• Exercise requirements
Search the data for the string "Cannot" and extract every line where it appears.

• Supplied information

use snafu::Snafu;
use stor_port::{
    transport_api::{ErrorChain, ReplyError, ReplyErrorKind, ResourceKind},
    types::v0::transport::{OperationId, ReplicaAddress, ReplicaMode, StatusKind, VolumeId},
};

/// Common error type for the backup agent.
#[derive(Debug, Snafu)]
#[snafu(visibility(pub), context(suffix(false)))]
#[allow(missing_docs)]
pub enum SvcError {
    #[snafu(display("Argument '{}' was not provided", name))]
    MissingArgument { name: String },
    #[snafu(display("Snapshot '{}' not found", snapshot))]
    SnapshotNotFound { snapshot: String },
    #[snafu(display("Snapshot {} not found on replica {}", snapshot, replica))]
    SnapshotNotOnReplica {
        snapshot: String,
        replica: ReplicaAddress,
    },
    #[snafu(display("Can not backup the head disk in the chain"))]
    SnapshotIsHead {
        snapshot: String,
        replica: ReplicaAddress,
    },
    #[snafu(display("Status of {} operation '{}' not found", kind, id))]
    StatusNotFound { kind: StatusKind, id: OperationId },
    #[snafu(display("Volume '{}' not found", volume))]
    VolumeNotFound { volume: VolumeId },
    #[snafu(display("Cannot find a suitable replica for backup"))]
    NoWritableReplica {},
    #[snafu(display("Found {} writable replicas while expecting exactly one", count))]
    MultipleWritableReplicas { count: usize },
    #[snafu(display("Can not restore from backup because {} is rebuilding", replica))]
    ReplicaRebuilding { replica: ReplicaAddress },
    #[snafu(display(
        "Can only {} from replica in mode RW, got {} for replica {}",
        action,
        mode,
        replica
    ))]
    InvalidReplicaState {
        replica: ReplicaAddress,
        mode: ReplicaMode,
        action: String,
    },
    #[snafu(display(
        "Request '{}' to replica {} failed with status {}: {}",
        request,
        replica,
        status,
        reason
    ))]
    ReplicaRequest {
        replica: ReplicaAddress,
        request: String,
        status: u16,
        reason: String,
    },
    #[snafu(display("Failed to restore replica {}", replica))]
    ReplicaRestore {
        replica: ReplicaAddress,
        source: Box<SvcError>,
    },
    #[snafu(display("Invalid address for replica {}", replica))]
    InvalidReplicaAddress {
        replica: ReplicaAddress,
        source: url::ParseError,
    },
    #[snafu(display(
        "Request '{}' to the controller failed with status {}: {}",
        request,
        status,
        reason
    ))]
    ControllerRequest {
        request: String,
        status: u16,
        reason: String,
    },
    #[snafu(display("Invalid controller url '{}'", url))]
    InvalidControllerUrl {
        url: String,
        source: url::ParseError,
    },
    #[snafu(display("HTTP request to '{}' failed", url))]
    HttpRequest { url: String, source: reqwest::Error },
    #[snafu(display("Failed to run '{}'", command))]
    ExecutorSpawn {
        command: String,
        source: std::io::Error,
    },
    #[snafu(display("Command '{}' failed with {}: {}", command, status, stderr))]
    Executor {
        command: String,
        status: String,
        stderr: String,
    },
    #[snafu(display("Internal error: {}", details))]
    Internal { details: String },
}

impl From<tokio::task::JoinError> for SvcError {
    fn from(error: tokio::task::JoinError) -> Self {
        Self::Internal {
            details: format!("operation task failed: {error}"),
        }
    }
}

impl SvcError {
    /// The resource the error refers to.
    fn resource(&self) -> ResourceKind {
        match self {
            SvcError::MissingArgument { .. } | SvcError::Internal { .. } => ResourceKind::Unknown,
            SvcError::SnapshotNotFound { .. }
            | SvcError::SnapshotNotOnReplica { .. }
            | SvcError::SnapshotIsHead { .. } => ResourceKind::Snapshot,
            SvcError::StatusNotFound {
                kind: StatusKind::Backup,
                ..
            } => ResourceKind::BackupStatus,
            SvcError::StatusNotFound {
                kind: StatusKind::Restore,
                ..
            } => ResourceKind::RestoreStatus,
            SvcError::VolumeNotFound { .. }
            | SvcError::ControllerRequest { .. }
            | SvcError::InvalidControllerUrl { .. } => ResourceKind::Volume,
            SvcError::NoWritableReplica { .. }
            | SvcError::MultipleWritableReplicas { .. }
            | SvcError::ReplicaRebuilding { .. }
            | SvcError::InvalidReplicaState { .. }
            | SvcError::ReplicaRequest { .. }
            | SvcError::InvalidReplicaAddress { .. } => ResourceKind::Replica,
            SvcError::ReplicaRestore { .. } => ResourceKind::Backup,
            SvcError::HttpRequest { .. } => ResourceKind::Unknown,
            SvcError::ExecutorSpawn { .. } | SvcError::Executor { .. } => ResourceKind::Executor,
        }
    }

    /// The kind of reply this error is handed back as.
    fn reply_kind(&self) -> ReplyErrorKind {
        match self {
            SvcError::MissingArgument { .. } => ReplyErrorKind::InvalidArgument,
            SvcError::SnapshotNotFound { .. }
            | SvcError::SnapshotNotOnReplica { .. }
            | SvcError::StatusNotFound { .. }
            | SvcError::VolumeNotFound { .. } => ReplyErrorKind::NotFound,
            SvcError::SnapshotIsHead { .. }
            | SvcError::NoWritableReplica { .. }
            | SvcError::InvalidReplicaState { .. } => ReplyErrorKind::FailedPrecondition,
            SvcError::MultipleWritableReplicas { .. } | SvcError::ReplicaRebuilding { .. } => {
                ReplyErrorKind::Conflict
            }
            SvcError::ReplicaRequest { .. }
            | SvcError::ControllerRequest { .. }
            | SvcError::HttpRequest { .. }
            | SvcError::Executor { .. } => ReplyErrorKind::Unavailable,
            SvcError::ReplicaRestore { source, .. } => source.reply_kind(),
            SvcError::InvalidReplicaAddress { .. }
            | SvcError::InvalidControllerUrl { .. }
            | SvcError::ExecutorSpawn { .. } => ReplyErrorKind::Internal,
            SvcError::Internal { .. } => ReplyErrorKind::Aborted,
        }
    }

    /// The message reported in an operation status when this error fails it.
    pub fn status_message(&self) -> String {
        format!("Error: {}", self.full_string())
    }
}

impl From<SvcError> for ReplyError {
    fn from(error: SvcError) -> Self {
        ReplyError {
            kind: error.reply_kind(),
            resource: error.resource(),
            source: error.to_string(),
            extra: error.full_string(),
        }
    }
}

#[cfg(test)]
mod tests {
    use super::*;

    #[test]
    fn reply_error_mapping() {
        let error: ReplyError = SvcError::MissingArgument {
            name: "uuid".to_string(),
        }
        .into();
        assert_eq!(error.kind, ReplyErrorKind::InvalidArgument);
        assert_eq!(error.kind.http_status(), 400);

        let error: ReplyError = SvcError::SnapshotNotFound {
            snapshot: "s1".to_string(),
        }
        .into();
        assert_eq!(error.kind, ReplyErrorKind::NotFound);
        assert_eq!(error.resource, ResourceKind::Snapshot);

        let error: ReplyError = SvcError::StatusNotFound {
            kind: StatusKind::Restore,
            id: "op".into(),
        }
        .into();
        assert_eq!(error.resource, ResourceKind::RestoreStatus);

        let error: ReplyError = SvcError::NoWritableReplica {}.into();
        assert_eq!(error.kind, ReplyErrorKind::FailedPrecondition);
        assert_eq!(error.source, "Cannot find a suitable replica for backup");

        let error: ReplyError = SvcError::ReplicaRebuilding {
            replica: "tcp://r1:9502".into(),
        }
        .into();
        assert_eq!(error.kind, ReplyErrorKind::Conflict);
        assert_eq!(error.kind.http_status(), 409);
        assert_eq!(error.resource, ResourceKind::Replica);
    }

    #[test]
    fn replica_restore_chain() {
        let error = SvcError::ReplicaRestore {
            replica: "tcp://r2:9502".into(),
            source: Box::new(SvcError::ReplicaRequest {
                replica: "tcp://r2:9502".into(),
                request: "restore".to_string(),
                status: 500,
                reason: "disk full".to_string(),
            }),
        };
        assert_eq!(
            error.status_message(),
            "Error: Failed to restore replica tcp://r2:9502: Request 'restore' to replica \
             tcp://r2:9502 failed with status 500: disk full"
        );
        let reply = ReplyError::from(error);
        assert_eq!(reply.kind, ReplyErrorKind::Unavailable);
        assert_eq!(reply.resource, ResourceKind::Backup);
    }
}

• Answer space
    #[snafu(display("Cannot find a suitable replica for backup"))]
        assert_eq!(error.source, "Cannot find a suitable replica for backup");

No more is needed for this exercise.